Determine the number of lines in the entries below in which the word "month" appears, and reply with that number only.

::::

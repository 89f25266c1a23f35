// Copyright (c) KAI
// SPDX-License-Identifier: Apache-2.0

//! Startup data set
//!
//! Every process starts from the same rows; changes made through the ledgers
//! live only until restart.

use chrono::{NaiveDate, NaiveTime};

use crate::ledger::{ConfirmationLedger, RefundLedger};
use crate::records::{RefundRequest, RequestStatus, TicketConfirmation};
use crate::trains::{Train, TrainState};

fn date(year: i32, month: u32, day: u32) -> NaiveDate {
    NaiveDate::from_ymd_opt(year, month, day).expect("seed date is a valid calendar date")
}

fn clock(hour: u32, minute: u32) -> NaiveTime {
    NaiveTime::from_hms_opt(hour, minute, 0).expect("seed time is a valid clock time")
}

pub fn refunds() -> Vec<RefundRequest> {
    vec![
        RefundRequest {
            id: "RF-001".to_string(),
            ticket_id: "TK-20241002-001".to_string(),
            user_name: "Ahmad Wijaya".to_string(),
            train_name: "Argo Bromo Anggrek".to_string(),
            amount: 450_000,
            reason: "Kereta terlambat lebih dari 2 jam".to_string(),
            date: date(2024, 10, 2),
            status: RequestStatus::Pending,
        },
        RefundRequest {
            id: "RF-002".to_string(),
            ticket_id: "TK-20241002-015".to_string(),
            user_name: "Siti Nurhaliza".to_string(),
            train_name: "Bima Express".to_string(),
            amount: 350_000,
            reason: "Pembatalan perjalanan mendadak".to_string(),
            date: date(2024, 10, 2),
            status: RequestStatus::Pending,
        },
        RefundRequest {
            id: "RF-003".to_string(),
            ticket_id: "TK-20241001-089".to_string(),
            user_name: "Budi Santoso".to_string(),
            train_name: "Gajayana".to_string(),
            amount: 500_000,
            reason: "Kendala teknis kereta".to_string(),
            date: date(2024, 10, 1),
            status: RequestStatus::Approved,
        },
        RefundRequest {
            id: "RF-004".to_string(),
            ticket_id: "TK-20241001-045".to_string(),
            user_name: "Dewi Lestari".to_string(),
            train_name: "Turangga".to_string(),
            amount: 300_000,
            reason: "Salah booking".to_string(),
            date: date(2024, 10, 1),
            status: RequestStatus::Rejected,
        },
    ]
}

pub fn confirmations() -> Vec<TicketConfirmation> {
    vec![
        TicketConfirmation {
            id: "CF-001".to_string(),
            booking_id: "BK-20241002-045".to_string(),
            user_name: "Rina Kartika".to_string(),
            train_name: "Argo Bromo Anggrek".to_string(),
            route: "Jakarta - Surabaya".to_string(),
            date: date(2024, 10, 5),
            seat_number: "A12".to_string(),
            amount: 450_000,
            payment_status: "verified".to_string(),
            status: RequestStatus::Pending,
        },
        TicketConfirmation {
            id: "CF-002".to_string(),
            booking_id: "BK-20241002-056".to_string(),
            user_name: "Joko Widodo".to_string(),
            train_name: "Bima Express".to_string(),
            route: "Jakarta - Surabaya".to_string(),
            date: date(2024, 10, 6),
            seat_number: "B05".to_string(),
            amount: 350_000,
            payment_status: "verified".to_string(),
            status: RequestStatus::Pending,
        },
        TicketConfirmation {
            id: "CF-003".to_string(),
            booking_id: "BK-20241002-034".to_string(),
            user_name: "Sri Mulyani".to_string(),
            train_name: "Gajayana".to_string(),
            route: "Jakarta - Malang".to_string(),
            date: date(2024, 10, 4),
            seat_number: "C08".to_string(),
            amount: 500_000,
            payment_status: "verified".to_string(),
            status: RequestStatus::Approved,
        },
    ]
}

pub fn trains() -> Vec<Train> {
    vec![
        Train {
            id: "KA-001".to_string(),
            name: "Argo Bromo Anggrek".to_string(),
            route: "Jakarta - Surabaya".to_string(),
            last_station: "Semarang Tawang".to_string(),
            eta: clock(14, 30),
            delay_minutes: 0,
            status: TrainState::OnTime,
        },
        Train {
            id: "KA-002".to_string(),
            name: "Bima Express".to_string(),
            route: "Jakarta - Surabaya".to_string(),
            last_station: "Cirebon".to_string(),
            eta: clock(15, 45),
            delay_minutes: 20,
            status: TrainState::Delayed,
        },
        Train {
            id: "KA-003".to_string(),
            name: "Argo Parahyangan".to_string(),
            route: "Jakarta - Bandung".to_string(),
            last_station: "Bandung".to_string(),
            eta: clock(12, 0),
            delay_minutes: 0,
            status: TrainState::Arrived,
        },
        Train {
            id: "KA-004".to_string(),
            name: "Gajayana".to_string(),
            route: "Jakarta - Malang".to_string(),
            last_station: "Surabaya Gubeng".to_string(),
            eta: clock(18, 20),
            delay_minutes: 10,
            status: TrainState::Delayed,
        },
        Train {
            id: "KA-005".to_string(),
            name: "Turangga".to_string(),
            route: "Jakarta - Surabaya".to_string(),
            last_station: "Tegal".to_string(),
            eta: clock(16, 15),
            delay_minutes: 0,
            status: TrainState::OnTime,
        },
    ]
}

pub fn refund_ledger() -> RefundLedger {
    RefundLedger::seed(refunds())
}

pub fn confirmation_ledger() -> ConfirmationLedger {
    ConfirmationLedger::seed(confirmations())
}

#[cfg(test)]
mod tests {
    use super::*;
    use std::collections::HashSet;

    #[test]
    fn test_seed_ids_are_unique() {
        let refund_ids: HashSet<_> = refunds().into_iter().map(|r| r.id).collect();
        assert_eq!(refund_ids.len(), 4);
        let confirmation_ids: HashSet<_> = confirmations().into_iter().map(|c| c.id).collect();
        assert_eq!(confirmation_ids.len(), 3);
        let train_ids: HashSet<_> = trains().into_iter().map(|t| t.id).collect();
        assert_eq!(train_ids.len(), 5);
    }

    #[test]
    fn test_seed_statuses() {
        let ledger = refund_ledger();
        assert_eq!(ledger.count_by_status(RequestStatus::Pending), 2);
        assert_eq!(ledger.count_by_status(RequestStatus::Approved), 1);
        assert_eq!(ledger.count_by_status(RequestStatus::Rejected), 1);

        let ledger = confirmation_ledger();
        assert_eq!(ledger.count_by_status(RequestStatus::Pending), 2);
        assert_eq!(ledger.count_by_status(RequestStatus::Approved), 1);
    }

    #[test]
    fn test_seed_keeps_source_wording() {
        let reasons: Vec<String> = refunds().into_iter().map(|r| r.reason).collect();
        assert_eq!(
            reasons,
            vec![
                "Kereta terlambat lebih dari 2 jam",
                "Pembatalan perjalanan mendadak",
                "Kendala teknis kereta",
                "Salah booking",
            ]
        );
    }

    #[test]
    fn test_delayed_trains_carry_delay() {
        for train in trains() {
            let delayed = train.status == TrainState::Delayed;
            assert_eq!(delayed, train.delay_minutes > 0, "{}", train.id);
        }
    }
}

::::

Solution for this problem:
2